Nísia nomeia ex-aliado de Witzel para gerir compras de hospitais no Rio e causa crise com alas do PT - Tribuna NF

Nísia nomeia ex-aliado de Witzel para gerir compras de hospitais no Rio e causa crise com alas do PT

A ministra da Saúde, Nísia Trindade, nomeou para coordenar a área de licitações e compras dos hospitais federais do Rio um servidor público que já foi citado pelo Ministério Público Federal (MPF) como sócio de uma empresa enredada em um esquema de desvio de dinheiro de contratos da Saúde na gestão do ex-governador Wilson Witzel.

Manoel Roque Ferreira Melo é professor da rede estadual de educação fluminense e foi nomeado dia 5 de abril para chefiar a Coordenação de Compras e Contratos da rede federal no Rio, setor que administrará um orçamento de R$ 860 milhões em 2024.

Ele foi sócio de uma das empresas usadas pelo esquema de Mário Peixoto, denunciado pelo MPF em 2020 por comandar um esquema de corrupção na Secretaria estadual de Saúde.

De acordo com o MPF, a Techno Empreendimentos em Informática Ltda foi utilizada pela organização criminosa que obteve mais de R$ 700 milhões em contratos com o governo do estado para “ocultar e distanciar os recursos de sua origem ilícita”.

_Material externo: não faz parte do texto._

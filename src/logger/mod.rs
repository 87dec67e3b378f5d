//! # 日志模块
//!
//! - `init_tracing`: 初始化全局tracing订阅者（文本或JSON输出，`RUST_LOG`优先）
//! - `AccessRecord`: 每次请求分发输出的结构化访问日志，
//!   包含状态码、上游键以及客户端标识信息（x-forwarded-for、referer、user-agent）

pub mod access; // 访问日志记录

pub use access::{AccessRecord, ACCESS_TARGET};

use anyhow::Result;
use tracing_subscriber::EnvFilter;

use crate::config::{LogFormat, LoggingConfig};

/// Install the global subscriber. `RUST_LOG` overrides the configured level.
pub fn init_tracing(config: &LoggingConfig, verbose: bool) -> Result<()> {
    let level = if verbose { "debug" } else { config.level.as_str() };
    let filter = EnvFilter::try_from_default_env()
        .unwrap_or_else(|_| EnvFilter::new(format!("tilegate={},hyper=warn,rustls=warn", level)));

    let builder = tracing_subscriber::fmt().with_env_filter(filter);
    let installed = match config.format {
        LogFormat::Text => builder.try_init(),
        LogFormat::Json => builder.json().flatten_event(true).try_init(),
    };

    installed.map_err(|e| anyhow::anyhow!("Failed to initialize logging: {}", e))
}
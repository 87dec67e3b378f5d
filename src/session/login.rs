use async_trait::async_trait;
use hyper::client::HttpConnector;
use hyper::header::{CONTENT_TYPE, COOKIE, LOCATION, SET_COOKIE};
use hyper::{Body, Client, Method, Request, Response, StatusCode};
use hyper_rustls::{HttpsConnector, HttpsConnectorBuilder};
use regex::Regex;
use std::time::Duration;
use tracing::{debug, info, warn};

use super::acquirer::SessionAcquirer;
use super::cookie::CookieSet;
use super::store::CookieStore;
use crate::config::LoginConfig;
use crate::error::{TilegateError, TilegateResult};

/// Upper bound for each step of the login sequence
const STEP_TIMEOUT: Duration = Duration::from_secs(30);

type LoginClient = Client<HttpsConnector<HttpConnector>, Body>;

/// Acquires a session through the site's HTML form login:
/// fetch the login form, post credentials, then verify the session against a
/// known-good page. The resulting set is persisted when a store is configured.
pub struct FormLoginAcquirer {
    config: LoginConfig,
    client: LoginClient,
    store: Option<CookieStore>,
    token_pattern: Regex,
}

impl FormLoginAcquirer {
    pub fn new(config: LoginConfig, store: Option<CookieStore>) -> TilegateResult<Self> {
        let token_pattern =
            Regex::new(r#"<input[^>]*name="authenticity_token"[^>]*value="([^"]*)""#)
                .map_err(|e| TilegateError::internal(format!("token pattern: {}", e)))?;

        Ok(Self {
            config,
            client: build_client(),
            store,
            token_pattern,
        })
    }

    /// Step 1: load the login form, collecting the pre-login session cookie
    /// and the anti-forgery token.
    async fn fetch_login_form(&self) -> TilegateResult<(CookieSet, String)> {
        let url = self.config.login_url();
        let req = Request::builder()
            .method(Method::GET)
            .uri(url.as_str())
            .body(Body::empty())?;

        let resp = self.send("login page", req).await?;
        if resp.status() != StatusCode::OK {
            return Err(TilegateError::auth(format!(
                "login page returned status {}",
                resp.status()
            )));
        }

        let mut cookies = CookieSet::new();
        cookies.merge_set_cookie(set_cookie_values(&resp));
        if !cookies.contains(&self.config.session_cookie) {
            return Err(TilegateError::auth(format!(
                "login page did not set {}",
                self.config.session_cookie
            )));
        }

        let body = read_body("login page", resp).await?;
        let token = self
            .token_pattern
            .captures(&body)
            .and_then(|c| c.get(1))
            .map(|m| m.as_str().to_string())
            .ok_or_else(|| TilegateError::auth("no authenticity_token found on login page"))?;

        debug!("Fetched login form from {}", url);
        Ok((cookies, token))
    }

    /// Step 2: post credentials; success is a redirect carrying a new session cookie
    async fn submit_credentials(&self, cookies: &mut CookieSet, token: &str) -> TilegateResult<()> {
        let form = url::form_urlencoded::Serializer::new(String::new())
            .append_pair("email", &self.config.email)
            .append_pair("password", &self.config.password)
            .append_pair("authenticity_token", token)
            .append_pair("utf8", "\u{2713}")
            .append_pair("plan", "")
            .finish();

        let req = Request::builder()
            .method(Method::POST)
            .uri(self.config.session_url())
            .header(CONTENT_TYPE, "application/x-www-form-urlencoded")
            .header(COOKIE, cookies.to_header()?)
            .body(Body::from(form))?;

        let resp = self.send("credential submission", req).await?;
        if resp.status() != StatusCode::FOUND {
            return Err(TilegateError::auth(format!(
                "credential submission returned status {}",
                resp.status()
            )));
        }

        let renewed = cookies.merge_set_cookie(set_cookie_values(&resp));
        if !renewed.iter().any(|n| n == &self.config.session_cookie) {
            return Err(TilegateError::auth(format!(
                "credential submission did not renew {}",
                self.config.session_cookie
            )));
        }

        debug!(
            "Credentials accepted, redirected to {}",
            resp.headers()
                .get(LOCATION)
                .and_then(|v| v.to_str().ok())
                .unwrap_or("-")
        );
        Ok(())
    }

    /// Step 3: fetch a known-good page with the new session and keep any
    /// additional cookies it hands out
    async fn verify(&self, cookies: &mut CookieSet, url: &str) -> TilegateResult<()> {
        let req = Request::builder()
            .method(Method::GET)
            .uri(url)
            .header(COOKIE, cookies.to_header()?)
            .body(Body::empty())?;

        let resp = self.send("verification", req).await?;
        if resp.status() != StatusCode::OK {
            return Err(TilegateError::auth(format!(
                "verification fetch of {} returned status {}",
                url,
                resp.status()
            )));
        }

        let added = cookies.merge_set_cookie(set_cookie_values(&resp));
        debug!("Verification fetch set {} cookies", added.len());
        Ok(())
    }

    async fn send(&self, step: &str, req: Request<Body>) -> TilegateResult<Response<Body>> {
        match tokio::time::timeout(STEP_TIMEOUT, self.client.request(req)).await {
            Ok(Ok(resp)) => Ok(resp),
            Ok(Err(e)) => Err(TilegateError::auth(format!("{} request failed: {}", step, e))),
            Err(_) => Err(TilegateError::auth(format!(
                "{} request timed out after {:?}",
                step, STEP_TIMEOUT
            ))),
        }
    }
}

#[async_trait]
impl SessionAcquirer for FormLoginAcquirer {
    async fn acquire_session(&self) -> TilegateResult<CookieSet> {
        if !self.config.has_credentials() {
            return Err(TilegateError::auth("login credentials are not configured"));
        }

        let (mut cookies, token) = self.fetch_login_form().await?;
        self.submit_credentials(&mut cookies, &token).await?;

        match &self.config.verify_url {
            Some(url) => self.verify(&mut cookies, url).await?,
            None => debug!("No verify_url configured, skipping verification fetch"),
        }

        info!(
            "Logged in as {} ({} cookies)",
            self.config.email,
            cookies.len()
        );

        if let Some(store) = &self.store {
            if let Err(e) = store.save(&cookies).await {
                warn!("Failed to persist cookies to {:?}: {}", store.path(), e);
            }
        }

        Ok(cookies)
    }

    fn name(&self) -> &str {
        "form-login"
    }
}

fn build_client() -> LoginClient {
    let mut http = HttpConnector::new();
    http.enforce_http(false);
    http.set_nodelay(true);

    let https = HttpsConnectorBuilder::new()
        .with_webpki_roots()
        .https_or_http()
        .enable_http1()
        .wrap_connector(http);

    // Redirects are not followed; the 302 is part of the login contract
    Client::builder()
        .pool_idle_timeout(Duration::from_secs(30))
        .build::<_, Body>(https)
}

fn set_cookie_values(resp: &Response<Body>) -> impl Iterator<Item = &str> {
    resp.headers()
        .get_all(SET_COOKIE)
        .iter()
        .filter_map(|v| v.to_str().ok())
}

async fn read_body(step: &str, resp: Response<Body>) -> TilegateResult<String> {
    let bytes = hyper::body::to_bytes(resp.into_body())
        .await
        .map_err(|e| TilegateError::auth(format!("{} body read failed: {}", step, e)))?;
    Ok(String::from_utf8_lossy(&bytes).into_owned())
}
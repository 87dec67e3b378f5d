use std::path::{Path, PathBuf};
use tracing::debug;

use super::cookie::{Cookie, CookieSet};
use crate::error::{TilegateError, TilegateResult};

/// File-backed persistence of the last acquired cookie set.
///
/// The file is a JSON array of `{ "name", "value" }` records. Any other cookie
/// metadata present in the file is ignored on load and never written.
#[derive(Debug, Clone)]
pub struct CookieStore {
    path: PathBuf,
}

impl CookieStore {
    pub fn new<P: Into<PathBuf>>(path: P) -> Self {
        Self { path: path.into() }
    }

    pub fn path(&self) -> &Path {
        &self.path
    }

    /// Load the persisted set; a missing file or an empty array yields `None`
    pub async fn load(&self) -> TilegateResult<Option<CookieSet>> {
        let content = match tokio::fs::read_to_string(&self.path).await {
            Ok(content) => content,
            Err(e) if e.kind() == std::io::ErrorKind::NotFound => {
                debug!("No persisted cookies at {:?}", self.path);
                return Ok(None);
            }
            Err(e) => {
                return Err(TilegateError::storage(format!(
                    "failed to read {:?}: {}",
                    self.path, e
                )))
            }
        };

        let records: Vec<Cookie> = serde_json::from_str(&content)?;
        if records.is_empty() {
            return Ok(None);
        }

        Ok(Some(CookieSet::from_cookies(records)))
    }

    /// Persist the set, replacing the previous file atomically
    pub async fn save(&self, cookies: &CookieSet) -> TilegateResult<()> {
        if let Some(parent) = self.path.parent() {
            if !parent.as_os_str().is_empty() {
                tokio::fs::create_dir_all(parent).await?;
            }
        }

        let json = serde_json::to_string_pretty(cookies.cookies())?;
        let mut tmp = self.path.clone().into_os_string();
        tmp.push(".tmp");
        let tmp = PathBuf::from(tmp);

        tokio::fs::write(&tmp, json).await?;
        tokio::fs::rename(&tmp, &self.path).await?;

        debug!("Persisted {} cookies to {:?}", cookies.len(), self.path);
        Ok(())
    }
}
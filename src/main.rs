use anyhow::Result;
use clap::Parser;
use std::net::SocketAddr;
use std::path::PathBuf;
use tracing::info;

use tilegate::config::Config;
use tilegate::logger;
use tilegate::proxy::ProxyServer;

#[derive(Parser)]
#[command(name = "tilegate")]
#[command(about = "Session-managing reverse proxy for cookie-authenticated tile services")]
struct Args {
    /// TOML configuration file; without it configuration comes from SP_* variables
    #[arg(short, long, env = "TILEGATE_CONFIG")]
    config: Option<PathBuf>,

    /// Override the configured listen address
    #[arg(short, long)]
    bind: Option<SocketAddr>,

    #[arg(short, long)]
    verbose: bool,
}

#[tokio::main]
async fn main() -> Result<()> {
    let args = Args::parse();

    let mut config = match &args.config {
        Some(path) => Config::from_file_with_env(path).await?,
        None => Config::from_env()?,
    };
    if let Some(bind) = args.bind {
        config.server.bind = bind;
    }

    logger::init_tracing(&config.logging, args.verbose)?;
    info!("Starting tilegate tile proxy");
    match &args.config {
        Some(path) => info!("Loaded configuration from {:?}", path),
        None => info!("Configured from environment"),
    }

    let proxy_server = ProxyServer::from_config(&config).await?;
    proxy_server.run().await?;

    info!("Tilegate shutdown complete");
    Ok(())
}
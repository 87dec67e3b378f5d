use serde::{Deserialize, Serialize};
use std::net::SocketAddr;

/// Listener configuration
#[derive(Debug, Clone, Deserialize, Serialize)]
#[serde(default)]
pub struct ServerConfig {
    pub bind: SocketAddr,
}

impl Default for ServerConfig {
    fn default() -> Self {
        Self {
            bind: SocketAddr::from(([0, 0, 0, 0], 8080)),
        }
    }
}

impl ServerConfig {
    /// Listener on all interfaces with the given port
    pub fn with_port(port: u16) -> Self {
        Self {
            bind: SocketAddr::from(([0, 0, 0, 0], port)),
        }
    }
}
use hyper::header::{AsHeaderName, HeaderMap, CONTENT_TYPE, REFERER, USER_AGENT};
use std::net::SocketAddr;

pub const X_FORWARDED_FOR: &str = "x-forwarded-for";

/// Client-identifying request metadata, read for the access log only
#[derive(Debug, Clone, Default, PartialEq, Eq)]
pub struct ClientMeta {
    pub forwarded_for: Option<String>,
    pub referer: Option<String>,
    pub user_agent: Option<String>,
    pub remote_addr: Option<SocketAddr>,
}

impl ClientMeta {
    pub fn from_parts(headers: &HeaderMap, remote_addr: Option<SocketAddr>) -> Self {
        Self {
            forwarded_for: header_str(headers, X_FORWARDED_FOR),
            referer: header_str(headers, REFERER),
            user_agent: header_str(headers, USER_AGENT),
            remote_addr,
        }
    }
}

/// First value of a header as an owned string, if it is valid visible ASCII
pub fn header_str<K: AsHeaderName>(headers: &HeaderMap, name: K) -> Option<String> {
    headers
        .get(name)
        .and_then(|v| v.to_str().ok())
        .map(str::to_owned)
}

pub fn content_type(headers: &HeaderMap) -> Option<String> {
    header_str(headers, CONTENT_TYPE)
}

pub fn is_image_content_type(content_type: &str) -> bool {
    content_type
        .trim_start()
        .get(..6)
        .is_some_and(|prefix| prefix.eq_ignore_ascii_case("image/"))
}

/// All headers joined as `name: value|name: value`, for diagnostics
pub fn describe_headers(headers: &HeaderMap) -> String {
    headers
        .iter()
        .map(|(name, value)| {
            format!(
                "{}: {}",
                name,
                value.to_str().unwrap_or("<binary>")
            )
        })
        .collect::<Vec<_>>()
        .join("|")
}
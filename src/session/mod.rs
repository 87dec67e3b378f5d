//! # 会话管理模块
//!
//! 本模块负责上游认证会话的完整生命周期：
//!
//! - `CookieSet`: 会话凭据（有序、名称唯一的Cookie集合）
//! - `SessionAcquirer`: 获取新会话的能力接口
//! - `FormLoginAcquirer`: 基于HTML表单登录的会话获取实现
//! - `SessionCache`: 缓存当前会话，合并并发获取请求，限制刷新频率
//! - `CookieStore`: 会话Cookie的文件持久化
//!
//! ## 并发模型
//!
//! 读取方通过原子指针交换获得当前会话，永远不会被后台刷新阻塞；
//! 同一时刻最多只有一个获取操作在执行。

pub mod acquirer; // 会话获取接口
pub mod cache; // 会话缓存与刷新调度
pub mod cookie; // Cookie集合数据结构
pub mod login; // 表单登录实现
pub mod store; // Cookie持久化

pub use acquirer::SessionAcquirer;
pub use cache::SessionCache;
pub use cookie::{parse_set_cookie, Cookie, CookieSet};
pub use login::FormLoginAcquirer;
pub use store::CookieStore;
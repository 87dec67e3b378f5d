//! # 负载均衡模块
//!
//! 上游键的确定性轮询选择。每次分发请求时游标前进一位，
//! 到达末尾后回绕，键集合在启动时确定且不再变化。

pub mod round_robin; // 轮询选择器

pub use round_robin::RoundRobinSelector;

Roque não chegou a ser denunciado e não é mais sócio da empresa, mas sua nomeação provocou inconformismo entre setores do PT ligados à Saúde, que está em pé de guerra desde que uma reportagem do “Fantástico”, da TV Globo, revelou as más condições dos hospitais federais fluminenses e o apadrinhamento político na rede.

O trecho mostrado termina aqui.